As of Thursday, nearly 12,000 junior doctors, or 93 percent of all nationwide, had left their workplaces, according to the latest government estimate on Friday. Since last week, the government has been sending out notices to doctors who defied the administrative order to return to work, threatening to suspend their medical licenses.

Medical circles here said such an order violates the International Labor Organization’s Convention No. 29, also known as the Forced Labor Convention, which is designed to ban any entity from using forced or compulsory labor. Protesting doctors say the government has been restricting their free will to start or quit their jobs, and it forced doctors to stay at work without convincing evidence proving that the country is facing a medical crisis.

The government instantly refuted the claim, quoting an exceptional clause of the ILO rule that doctors’ resignation en masse is subject to “endangering the existence or the well-being of the whole or part of the population.”

Forcing doctors to work is acceptable as the population would be on the verge of a medical crisis otherwise, even with a series of stopgap measures, the government claimed.

Jeong Byung-wang, a senior official of the Health Ministry in charge of health care policy said on Thursday that the government ought to restore medical services with back-to-work orders, and that it was seeking criminal charges against those who led the massive walkout, claiming they have allegedly violated the Medical Services Act here.

The ILO, a specialized agency of the United Nations, has yet to openly endorse the position of either the government or the protesting doctors. The agency, however, has a long history of intervening in the Korean government’s policies regarding workers’ rights with a December 2022 case being the most recent example.

At that time, the ILO sent an official letter to the Yoon Suk Yeol government to “immediately intervene” in Seoul’s administrative order that forced cargo truckers to return to work. They protested against a planned removal of safe freight rates.

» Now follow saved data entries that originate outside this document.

//! Groq HTTP client with rate limiting
//!
//! Speaks the OpenAI-compatible chat/completions endpoint that Groq hosts,
//! with request pacing and SSE streaming support.

use super::types::{ApiError, ChatStreamChunk};
use crate::providers::{invalid_response, rate_limited, request_failed};
use crate::TextStream;
use futures_util::StreamExt;
use reqwest::{Client, StatusCode};
use sakhi_core::SakhiResult;
use serde::{de::DeserializeOwned, Serialize};
use std::sync::atomic::{AtomicU64, Ordering};
use std::sync::Arc;
use std::time::{Duration, Instant};
use tokio::sync::Semaphore;

const PROVIDER: &str = "groq";

/// Groq API client with rate limiting.
pub struct GroqClient {
    client: Client,
    api_key: String,
    base_url: String,
    rate_limiter: Arc<Semaphore>,
    last_request: Arc<AtomicU64>,
    min_request_interval_ms: u64,
    start_time: Instant,
}

impl GroqClient {
    /// Create a new Groq client.
    ///
    /// # Arguments
    /// * `api_key` - Groq API key
    /// * `requests_per_minute` - Maximum requests per minute
    pub fn new(api_key: impl Into<String>, requests_per_minute: u32) -> Self {
        let rpm = requests_per_minute.max(1);
        let permits = rpm as usize;
        let min_interval_ms = (60_000 / rpm as u64).max(10);

        Self {
            client: Client::new(),
            api_key: api_key.into(),
            base_url: "https://api.groq.com/openai/v1".to_string(),
            rate_limiter: Arc::new(Semaphore::new(permits)),
            last_request: Arc::new(AtomicU64::new(0)),
            min_request_interval_ms: min_interval_ms,
            start_time: Instant::now(),
        }
    }

    /// Override the base URL, e.g. for a local OpenAI-compatible server.
    pub fn with_base_url(mut self, base_url: impl Into<String>) -> Self {
        self.base_url = base_url.into();
        self
    }

    async fn pace(&self) -> SakhiResult<()> {
        let _permit = self
            .rate_limiter
            .acquire()
            .await
            .map_err(|e| request_failed(PROVIDER, 0, format!("Rate limiter error: {}", e)))?;

        // Enforce minimum interval between requests
        let now_ms = self.start_time.elapsed().as_millis() as u64;
        let last_ms = self.last_request.load(Ordering::Relaxed);
        let elapsed = now_ms.saturating_sub(last_ms);

        if elapsed < self.min_request_interval_ms {
            let wait_ms = self.min_request_interval_ms - elapsed;
            tokio::time::sleep(Duration::from_millis(wait_ms)).await;
        }

        self.last_request.store(now_ms, Ordering::Relaxed);
        Ok(())
    }

    async fn post(&self, endpoint: &str, body: &impl Serialize) -> SakhiResult<reqwest::Response> {
        self.pace().await?;

        let url = format!("{}/{}", self.base_url, endpoint);
        self.client
            .post(&url)
            .header("Authorization", format!("Bearer {}", self.api_key))
            .header("Content-Type", "application/json")
            .json(body)
            .send()
            .await
            .map_err(|e| request_failed(PROVIDER, 0, format!("HTTP request failed: {}", e)))
    }

    async fn error_from_response(response: reqwest::Response) -> sakhi_core::SakhiError {
        let status = response.status();
        let retry_after_ms = parse_retry_after_ms(response.headers()).unwrap_or(0);

        let error_text = response
            .text()
            .await
            .unwrap_or_else(|_| "Unknown error".to_string());

        let error_msg = if let Ok(api_error) = serde_json::from_str::<ApiError>(&error_text) {
            api_error.error.message
        } else {
            error_text
        };
        tracing::warn!(status = status.as_u16(), message = %error_msg, "groq request failed");

        match status {
            StatusCode::TOO_MANY_REQUESTS => rate_limited(PROVIDER, retry_after_ms),
            _ => request_failed(PROVIDER, status.as_u16() as i32, error_msg),
        }
    }

    /// Make an API request with automatic rate limiting.
    pub async fn request<Req: Serialize, Res: DeserializeOwned>(
        &self,
        endpoint: &str,
        body: Req,
    ) -> SakhiResult<Res> {
        let response = self.post(endpoint, &body).await?;

        if response.status().is_success() {
            response.json().await.map_err(|e| {
                invalid_response(PROVIDER, format!("Failed to parse response: {}", e))
            })
        } else {
            Err(Self::error_from_response(response).await)
        }
    }

    /// Make a streaming API request, yielding the text content of each SSE
    /// delta frame.
    pub async fn request_stream<Req: Serialize>(
        &self,
        endpoint: &str,
        body: Req,
    ) -> SakhiResult<TextStream> {
        let response = self.post(endpoint, &body).await?;

        if !response.status().is_success() {
            return Err(Self::error_from_response(response).await);
        }

        // SSE frames can be split across network chunks, so carry a line
        // buffer between chunks and only parse complete lines.
        let stream = response
            .bytes_stream()
            .map(|chunk| {
                chunk.map_err(|e| request_failed(PROVIDER, 0, format!("Stream read failed: {}", e)))
            })
            .scan(String::new(), |buffer, chunk| {
                let out: Vec<SakhiResult<String>> = match chunk {
                    Ok(bytes) => {
                        buffer.push_str(&String::from_utf8_lossy(&bytes));
                        let (texts, rest) = drain_sse_lines(buffer);
                        *buffer = rest;
                        texts.into_iter().map(Ok).collect()
                    }
                    Err(e) => vec![Err(e)],
                };
                futures_util::future::ready(Some(futures_util::stream::iter(out)))
            })
            .flatten();

        Ok(stream.boxed())
    }
}

/// Pull all complete SSE lines out of `buffer`, returning the text deltas
/// they carry and the unconsumed remainder.
fn drain_sse_lines(buffer: &str) -> (Vec<String>, String) {
    let mut texts = Vec::new();
    let mut rest = buffer;

    while let Some(pos) = rest.find('\n') {
        let line = rest[..pos].trim_end_matches('\r');
        if let Some(text) = parse_sse_line(line) {
            texts.push(text);
        }
        rest = &rest[pos + 1..];
    }

    (texts, rest.to_string())
}

/// Extract the content delta from one SSE line, if it carries any.
fn parse_sse_line(line: &str) -> Option<String> {
    let data = line.strip_prefix("data:")?.trim_start();
    if data == "[DONE]" {
        return None;
    }
    let chunk: ChatStreamChunk = serde_json::from_str(data).ok()?;
    chunk
        .choices
        .into_iter()
        .next()
        .and_then(|c| c.delta.content)
        .filter(|s| !s.is_empty())
}

fn parse_retry_after_ms(headers: &reqwest::header::HeaderMap) -> Option<i64> {
    headers
        .get("retry-after")
        .and_then(|value| value.to_str().ok())
        .and_then(|value| value.parse::<f64>().ok())
        .map(|seconds| (seconds * 1000.0) as i64)
}

impl std::fmt::Debug for GroqClient {
    fn fmt(&self, f: &mut std::fmt::Formatter<'_>) -> std::fmt::Result {
        f.debug_struct("GroqClient")
            .field("base_url", &self.base_url)
            .field("api_key", &"[REDACTED]")
            .finish()
    }
}

// ============================================================================
// UNIT TESTS
// ============================================================================

#[cfg(test)]
mod tests {
    use super::*;

    #[test]
    fn test_parse_sse_line_content() {
        let line = r#"data: {"choices":[{"delta":{"content":"Hi"},"finish_reason":null}]}"#;
        assert_eq!(parse_sse_line(line), Some("Hi".to_string()));
    }

    #[test]
    fn test_parse_sse_line_done_marker() {
        assert_eq!(parse_sse_line("data: [DONE]"), None);
    }

    #[test]
    fn test_parse_sse_line_ignores_non_data() {
        assert_eq!(parse_sse_line(": keep-alive"), None);
        assert_eq!(parse_sse_line(""), None);
    }

    #[test]
    fn test_parse_sse_line_empty_delta() {
        let line = r#"data: {"choices":[{"delta":{},"finish_reason":"stop"}]}"#;
        assert_eq!(parse_sse_line(line), None);
    }

    #[test]
    fn test_drain_sse_lines_keeps_partial_tail() {
        let buffer = "data: {\"choices\":[{\"delta\":{\"content\":\"a\"},\"finish_reason\":null}]}\ndata: {\"choi";
        let (texts, rest) = drain_sse_lines(buffer);
        assert_eq!(texts, vec!["a".to_string()]);
        assert_eq!(rest, "data: {\"choi");
    }

    #[test]
    fn test_drain_sse_lines_multiple_frames() {
        let buffer = concat!(
            "data: {\"choices\":[{\"delta\":{\"content\":\"one \"},\"finish_reason\":null}]}\n",
            "\n",
            "data: {\"choices\":[{\"delta\":{\"content\":\"two\"},\"finish_reason\":null}]}\n",
            "data: [DONE]\n",
        );
        let (texts, rest) = drain_sse_lines(buffer);
        assert_eq!(texts, vec!["one ".to_string(), "two".to_string()]);
        assert!(rest.is_empty());
    }

    #[test]
    fn test_parse_retry_after_ms() {
        let mut headers = reqwest::header::HeaderMap::new();
        headers.insert("retry-after", "2.5".parse().unwrap());
        assert_eq!(parse_retry_after_ms(&headers), Some(2500));

        let empty = reqwest::header::HeaderMap::new();
        assert_eq!(parse_retry_after_ms(&empty), None);
    }
}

The government played down the agency’s move saying it was “a simple request for an opinion made on a customary basis.” The truckers’ strike ended in 16 days, leaving behind at least 3 trillion won ($2.3 billion) in economic losses by disrupting the national logistics system.

Junior doctors, meanwhile, have argued that there is no association either representing or masterminding those who walked out. Instead, they argued they all resigned voluntarily. There is no legal precedent in Korea that states the act of quitting a job is an admitted refusal to a back-to-work order.

In late February, some junior doctors reportedly sought advice from the ILO over whether the government’s action against the junior doctors’ resignations could be deemed a violation of Seoul’s ILO Convention, which came into force in the country in April 2022. The ILO was not immediately reached for comment on the matter.

Whether the government’s order constitutes a violation of the ILO rules appears to be open to interpretation.

A legal expert in Seoul, quoted by Yonhap News, stated that the government’s refusal to accept the resignations itself is seen as “forced labor,” thus constituting a violation of international standards. Another contradictory idea is that Seoul’s order does not constitute a violation of the ILO rule because junior doctors are, by nature, not subject to forced labor.

The health ministry, meanwhile, said it would deploy 20 combat medics and 138 public health doctors to fill in the medical void at 20 medical institutions. Moreover, a combined 316.7 billion won from the state budget reserve and public health insurance fund will be spent to ward off crisis.

The Yoon administration has touted the quota hike as a crucial step to addressing the excessive workloads of medical interns and residents amid hospitals’ chronic staffing shortage, especially in essential fields like emergency medicine.

In 47 general hospitals in Korea, trainee doctors accounted for 37.5 percent of all of some 23,000 doctors there. These trainee doctors worked 77.7 hours a week on average. Yoon said on Wednesday during a pan-governmental emergency meeting, it is imperative to “upset the hospital operation structure” of general hospitals heavily relying on trainee doctors to sustain their operations.